INSTINCT VS REASON: HOW METACOGNITIVE EXPERIENCES CONTROL ANALYTIC THINKING

Tuesday, October 26, 2010: 1:25 PM
Grand Ballroom East (Sheraton Centre Toronto Hotel)
Valerie Thompson, BSc, MA, PhD, University of Saskatchewan, Saskatoon, SK, Canada
Often when making decisions, one or more of the potential choices is suggested by automatic, fast acting heuristic processes.  Advertisers, for example, rely on a sense of familiarity to increase the appeal of their products.  Even complex judgments made by experts can be delivered by heuristic processes.  These initial, intuitive judgments can, in theory, be overturned by recourse to more reasoned analysis.  However, as the extensive heuristics and biases literature demonstrates, reasoners often give responses that are consistent with the initial intuition, even though this leads them to neglect relevant principles of probability and logic.  This phenomenon motivates Dual Process Theories of reasoning, which posit that automatic Type 1 processes give rise to a highly contextualised representation of the problem and attendant judgments that may or may not be analysed extensively by more deliberate, decontextualised Type 2 processes.
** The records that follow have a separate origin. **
use serde::{Deserialize, Serialize};

/// Data-driven tuning for the arena simulation.
///
/// All durations are in simulation time units (wall-clock milliseconds divided
/// by the server's delta-time divisor).
#[derive(Debug, Clone, PartialEq, Serialize, Deserialize)]
#[serde(default)]
pub struct SimConfig {
    /// Radius of the circular playable area, centered on the origin.
    pub map_radius: f32,
    /// Arena radius divided by this gives the number of obstacles to place.
    pub obstacle_unit: f32,
    /// Minimum obstacle width/height.
    pub obstacle_min_size: f32,
    /// Maximum (exclusive) obstacle width/height.
    pub obstacle_max_size: f32,
    /// Placement attempts per obstacle before it is skipped.
    pub obstacle_attempts: u32,
    /// Rejection-sampling attempts for a free-for-all spawn point.
    pub spawn_attempts: u32,
    /// Distance of the duel spawn points from the arena edge.
    pub duel_spawn_inset: f32,
    /// Size of the obstacle-free zones around the duel spawns.
    pub spawn_zone_width: f32,
    pub spawn_zone_height: f32,
    /// Flashing timer set on a character when a bullet hits it.
    pub flash_duration: f32,
    /// Maximum age of a bullet before it expires.
    pub bullet_lifetime: f32,
    /// Multiplier applied to each axis when moving diagonally.
    pub diagonal_factor: f32,
}

impl Default for SimConfig {
    fn default() -> Self {
        Self {
            map_radius: 1000.0,
            obstacle_unit: 50.0,
            obstacle_min_size: 50.0,
            obstacle_max_size: 250.0,
            obstacle_attempts: 50,
            spawn_attempts: 100,
            duel_spawn_inset: 50.0,
            spawn_zone_width: 150.0,
            spawn_zone_height: 200.0,
            flash_duration: 1.0,
            bullet_lifetime: 100.0,
            diagonal_factor: std::f32::consts::FRAC_1_SQRT_2,
        }
    }
}

impl SimConfig {
    /// Load config from environment or TOML file, falling back to defaults.
    pub fn load() -> Self {
        if let Ok(path) = std::env::var("SKIRMISH_SIM_CONFIG")
            && let Some(config) = Self::from_file(&path)
        {
            return config;
        }
        Self::from_file("config/sim.toml").unwrap_or_default()
    }

    fn from_file(path: &str) -> Option<Self> {
        let contents = std::fs::read_to_string(path).ok()?;
        match toml::from_str::<Self>(&contents) {
            Ok(config) => Some(config),
            Err(e) => {
                tracing::warn!(path, error = %e, "Ignoring unparsable simulation config");
                None
            },
        }
    }

    /// Number of obstacles a freshly generated arena tries to place.
    pub fn obstacle_count(&self) -> usize {
        if self.obstacle_unit <= 0.0 {
            return 0;
        }
        (self.map_radius / self.obstacle_unit).floor().max(0.0) as usize
    }
}
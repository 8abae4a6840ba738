use rand::Rng;
use rand::distr::Alphanumeric;

/// Length of a generated duel room code.
pub const ROOM_CODE_LEN: usize = 5;

/// Fixed name of the shared free-for-all room.
pub const FREE_FOR_ALL_ROOM: &str = "free-for-all";

/// Generate a random alphanumeric room code like `aZ3k9`.
pub fn generate_room_code() -> String {
    rand::rng()
        .sample_iter(&Alphanumeric)
        .take(ROOM_CODE_LEN)
        .map(char::from)
        .collect()
}

/// Check that a string looks like a room this server could have created.
pub fn is_valid_room_code(code: &str) -> bool {
    code == FREE_FOR_ALL_ROOM
        || (code.len() == ROOM_CODE_LEN && code.chars().all(|c| c.is_ascii_alphanumeric()))
}
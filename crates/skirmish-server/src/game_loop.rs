use std::time::Duration;

use bytes::Bytes;
use tokio::sync::mpsc;
use tokio::task::JoinHandle;
use tokio::time::Instant;

use skirmish_arena::{InputEvent, Notice, StateCache, World};
use skirmish_core::game::PlayerId;
use skirmish_core::loadout::Loadout;
use skirmish_core::net::messages::{NoticeMsg, ServerMessage};
use skirmish_core::net::protocol::encode_server_message;

use crate::config::TickConfig;

/// Commands sent from the room manager to a room's tick task.
#[derive(Debug)]
pub enum GameCommand {
    Join {
        player_id: PlayerId,
        name: Option<String>,
        loadout: Loadout,
    },
    Input {
        player_id: PlayerId,
        event: InputEvent,
    },
    Leave {
        player_id: PlayerId,
    },
    /// Begin simulating. Ticks before this only advance the clock.
    Start,
    /// A client missed a state frame; send a full snapshot next tick.
    Resync,
    Stop,
}

/// Output of a room's tick task, in frame order.
#[derive(Debug)]
pub enum GameBroadcast {
    /// Encoded state payload for every player in the room. Deltas apply
    /// only on top of the previous frame, so `full` marks where a client
    /// that missed one can pick the stream back up.
    State { data: Bytes, full: bool },
    /// Encoded message for a single player.
    ToPlayer { player_id: PlayerId, data: Bytes },
    GameEnded,
}

/// Spawn the tick task that owns `world` for one room.
/// Returns the command sender and broadcast receiver.
pub fn spawn_room_session(
    world: World,
    tick: TickConfig,
) -> (
    mpsc::UnboundedSender<GameCommand>,
    mpsc::UnboundedReceiver<GameBroadcast>,
    JoinHandle<()>,
) {
    let (cmd_tx, cmd_rx) = mpsc::unbounded_channel();
    let (broadcast_tx, broadcast_rx) = mpsc::unbounded_channel();

    let handle = tokio::spawn(async move {
        run_room_tick_loop(world, tick, cmd_rx, broadcast_tx).await;
    });

    (cmd_tx, broadcast_rx, handle)
}

async fn run_room_tick_loop(
    mut world: World,
    tick: TickConfig,
    mut cmd_rx: mpsc::UnboundedReceiver<GameCommand>,
    broadcast_tx: mpsc::UnboundedSender<GameBroadcast>,
) {
    let tick_interval = Duration::from_secs_f64(1.0 / f64::from(tick.rate_hz.max(1)));
    let mut interval = tokio::time::interval(tick_interval);
    interval.set_missed_tick_behavior(tokio::time::MissedTickBehavior::Skip);

    let mut cache = StateCache::new();
    let mut notices: Vec<Notice> = Vec::new();
    let mut started = false;
    let mut last_tick = Instant::now();

    loop {
        tokio::select! {
            _ = interval.tick() => {
                let now = Instant::now();
                let elapsed_ms = now.duration_since(last_tick).as_secs_f32() * 1000.0;
                last_tick = now;
                if !started {
                    continue;
                }

                let dt = elapsed_ms / tick.delta_time_divisor_ms;
                skirmish_arena::tick(&mut world, dt, &mut notices);

                for notice in notices.drain(..) {
                    let msg = ServerMessage::Notice(NoticeMsg {
                        notification: notice.notification,
                    });
                    match encode_server_message(&msg) {
                        Ok(data) => {
                            let _ = broadcast_tx.send(GameBroadcast::ToPlayer {
                                player_id: notice.to,
                                data: Bytes::from(data),
                            });
                        },
                        Err(e) => tracing::error!(error = %e, "Failed to encode Notice"),
                    }
                }

                if world.take_round_reset() {
                    cache.reset();
                }

                // The cache commits its baseline before encoding, so a frame
                // that fails to encode must not become the delta base.
                if let Some(payload) = cache.update(&world) {
                    let full = payload.is_full();
                    match encode_server_message(&ServerMessage::GameState(Box::new(payload))) {
                        Ok(data) => {
                            let frame = GameBroadcast::State { data: Bytes::from(data), full };
                            if broadcast_tx.send(frame).is_err() {
                                tracing::debug!("Broadcast receiver dropped, stopping room");
                                break;
                            }
                        },
                        Err(e) => {
                            tracing::error!(
                                frame = cache.frame_number(),
                                error = %e,
                                "Failed to encode GameState"
                            );
                            cache.reset();
                        },
                    }
                }
            }
            cmd = cmd_rx.recv() => {
                match cmd {
                    Some(GameCommand::Join { player_id, name, loadout }) => {
                        let seat = world.add_character(player_id, name.as_deref(), &loadout);
                        // Newcomers have no baseline to apply deltas to.
                        cache.reset();
                        tracing::debug!(player_id, seat, "Character added");
                    },
                    Some(GameCommand::Input { player_id, event }) => {
                        world.apply_input(player_id, event);
                    },
                    Some(GameCommand::Leave { player_id }) => {
                        if world.remove_character(player_id) {
                            tracing::debug!(player_id, "Character removed");
                        }
                    },
                    Some(GameCommand::Start) => {
                        started = true;
                        last_tick = Instant::now();
                    },
                    Some(GameCommand::Resync) => cache.reset(),
                    Some(GameCommand::Stop) | None => break,
                }
            }
        }
    }

    let _ = broadcast_tx.send(GameBroadcast::GameEnded);
}

#[cfg(test)]
mod tests {
    use super::*;
    use skirmish_arena::SimConfig;
    use skirmish_core::game::{GameMode, Notification};
    use skirmish_core::net::protocol::decode_server_message;
    use skirmish_core::net::state::{ClientReplica, PlayerEntry, StatePayload};
    use skirmish_core::test_helpers::loadout;

    fn spawn(mode: GameMode) -> (
        mpsc::UnboundedSender<GameCommand>,
        mpsc::UnboundedReceiver<GameBroadcast>,
        JoinHandle<()>,
    ) {
        // No obstacles, so nothing can block movement.
        let sim = SimConfig {
            obstacle_attempts: 0,
            ..SimConfig::default()
        };
        spawn_room_session(World::new(mode, sim), TickConfig::default())
    }

    fn join(cmd_tx: &mpsc::UnboundedSender<GameCommand>, player_id: PlayerId) {
        cmd_tx
            .send(GameCommand::Join {
                player_id,
                name: Some(format!("P{player_id}")),
                loadout: loadout("berserker", "m4"),
            })
            .unwrap();
    }

    async fn next_broadcast(rx: &mut mpsc::UnboundedReceiver<GameBroadcast>) -> GameBroadcast {
        tokio::time::timeout(Duration::from_secs(2), rx.recv())
            .await
            .expect("timed out waiting for broadcast")
            .expect("broadcast channel closed")
    }

    /// Skip notices until the next state payload.
    async fn next_state(rx: &mut mpsc::UnboundedReceiver<GameBroadcast>) -> StatePayload {
        loop {
            if let GameBroadcast::State { data, full } = next_broadcast(rx).await {
                match decode_server_message(&data).unwrap() {
                    ServerMessage::GameState(payload) => {
                        assert_eq!(payload.is_full(), full, "Frame flag must match payload");
                        return *payload;
                    },
                    other => panic!("Expected GameState, got: {other:?}"),
                }
            }
        }
    }

    #[tokio::test]
    async fn session_is_silent_until_started() {
        let (cmd_tx, mut rx, handle) = spawn(GameMode::Duel);
        join(&cmd_tx, 1);

        let early = tokio::time::timeout(Duration::from_millis(100), rx.recv()).await;
        assert!(early.is_err(), "No broadcast expected before Start");

        cmd_tx.send(GameCommand::Start).unwrap();
        let payload = next_state(&mut rx).await;
        assert!(payload.is_full(), "First payload must be a full snapshot");
        assert_eq!(payload.players.len(), 1);
        assert_eq!(payload.players[0].id(), 1);

        cmd_tx.send(GameCommand::Stop).unwrap();
        handle.await.unwrap();
    }

    #[tokio::test]
    async fn held_key_moves_character_in_deltas() {
        let (cmd_tx, mut rx, handle) = spawn(GameMode::FreeForAll);
        join(&cmd_tx, 1);
        cmd_tx.send(GameCommand::Start).unwrap();

        let mut replica = ClientReplica::new();
        replica.apply(&next_state(&mut rx).await);
        let start_x = replica.players[&1].x;

        cmd_tx
            .send(GameCommand::Input {
                player_id: 1,
                event: InputEvent::KeyDown(68),
            })
            .unwrap();

        let mut moved = false;
        for _ in 0..30 {
            let payload = next_state(&mut rx).await;
            assert!(!payload.is_full(), "Steady-state payloads are deltas");
            replica.apply(&payload);
            if replica.players[&1].x > start_x {
                moved = true;
                break;
            }
        }
        assert!(moved, "Holding D should move the character right");

        cmd_tx.send(GameCommand::Stop).unwrap();
        handle.await.unwrap();
    }

    #[tokio::test]
    async fn join_into_running_room_sends_full_snapshot() {
        let (cmd_tx, mut rx, handle) = spawn(GameMode::FreeForAll);
        join(&cmd_tx, 1);
        cmd_tx.send(GameCommand::Start).unwrap();
        let _ = next_state(&mut rx).await;

        join(&cmd_tx, 2);
        let payload = loop {
            let payload = next_state(&mut rx).await;
            if payload.players.iter().any(|p| p.id() == 2) {
                break payload;
            }
        };
        assert!(payload.is_full(), "A join must reset the delta baseline");
        assert_eq!(payload.players.len(), 2);

        cmd_tx.send(GameCommand::Stop).unwrap();
        handle.await.unwrap();
    }

    #[tokio::test]
    async fn leave_is_reported_as_removed_player() {
        let (cmd_tx, mut rx, handle) = spawn(GameMode::FreeForAll);
        join(&cmd_tx, 1);
        join(&cmd_tx, 2);
        cmd_tx.send(GameCommand::Start).unwrap();
        let _ = next_state(&mut rx).await;

        cmd_tx.send(GameCommand::Leave { player_id: 2 }).unwrap();
        // Times out in next_state if the marker never arrives.
        loop {
            let payload = next_state(&mut rx).await;
            if payload
                .players
                .iter()
                .any(|p| matches!(p, PlayerEntry::Removed(r) if r.id == 2))
            {
                assert!(!payload.is_full());
                break;
            }
        }

        cmd_tx.send(GameCommand::Stop).unwrap();
        handle.await.unwrap();
    }

    #[tokio::test]
    async fn firing_notifies_only_the_shooter() {
        let (cmd_tx, mut rx, handle) = spawn(GameMode::FreeForAll);
        join(&cmd_tx, 1);
        join(&cmd_tx, 2);
        cmd_tx.send(GameCommand::Start).unwrap();
        cmd_tx
            .send(GameCommand::Input {
                player_id: 1,
                event: InputEvent::Firing(true),
            })
            .unwrap();

        loop {
            if let GameBroadcast::ToPlayer { player_id, data } = next_broadcast(&mut rx).await {
                assert_eq!(player_id, 1, "Only the shooter gets a Fired notice first");
                let msg = decode_server_message(&data).unwrap();
                assert_eq!(
                    msg,
                    ServerMessage::Notice(NoticeMsg {
                        notification: Notification::Fired
                    })
                );
                break;
            }
        }

        cmd_tx.send(GameCommand::Stop).unwrap();
        handle.await.unwrap();
    }

    #[tokio::test]
    async fn resync_sends_full_snapshot_next() {
        let (cmd_tx, mut rx, handle) = spawn(GameMode::FreeForAll);
        join(&cmd_tx, 1);
        cmd_tx.send(GameCommand::Start).unwrap();
        cmd_tx
            .send(GameCommand::Input {
                player_id: 1,
                event: InputEvent::KeyDown(68),
            })
            .unwrap();
        assert!(next_state(&mut rx).await.is_full());
        assert!(!next_state(&mut rx).await.is_full());

        cmd_tx.send(GameCommand::Resync).unwrap();
        // Frames already queued before the resync may still be deltas.
        let mut resynced = false;
        for _ in 0..10 {
            if next_state(&mut rx).await.is_full() {
                resynced = true;
                break;
            }
        }
        assert!(resynced, "Resync should produce a full snapshot");

        cmd_tx.send(GameCommand::Stop).unwrap();
        handle.await.unwrap();
    }

    #[tokio::test]
    async fn stop_sends_game_ended() {
        let (cmd_tx, mut rx, handle) = spawn(GameMode::Duel);
        cmd_tx.send(GameCommand::Stop).unwrap();

        loop {
            if let GameBroadcast::GameEnded = next_broadcast(&mut rx).await {
                break;
            }
        }
        handle.await.unwrap();
    }
}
A critical, but unanswered question  concerns the issue of monitoring and control: When do reasoners rely on the first, intuitive output and when do they engage more effortful thinking?  In this talk, I will present data to support the hypothesis that the compellingness of these intuitions can be attributed to a second-order metacognitive judgment, which I will call the Feeling of Rightness.  In other words, the initial intuition has two distinct aspects: the content of the choice delivered to working memory and a judgment about how right that decision feels. It is this latter judgment that determines the probability that more deliberate, analytic processes are engaged.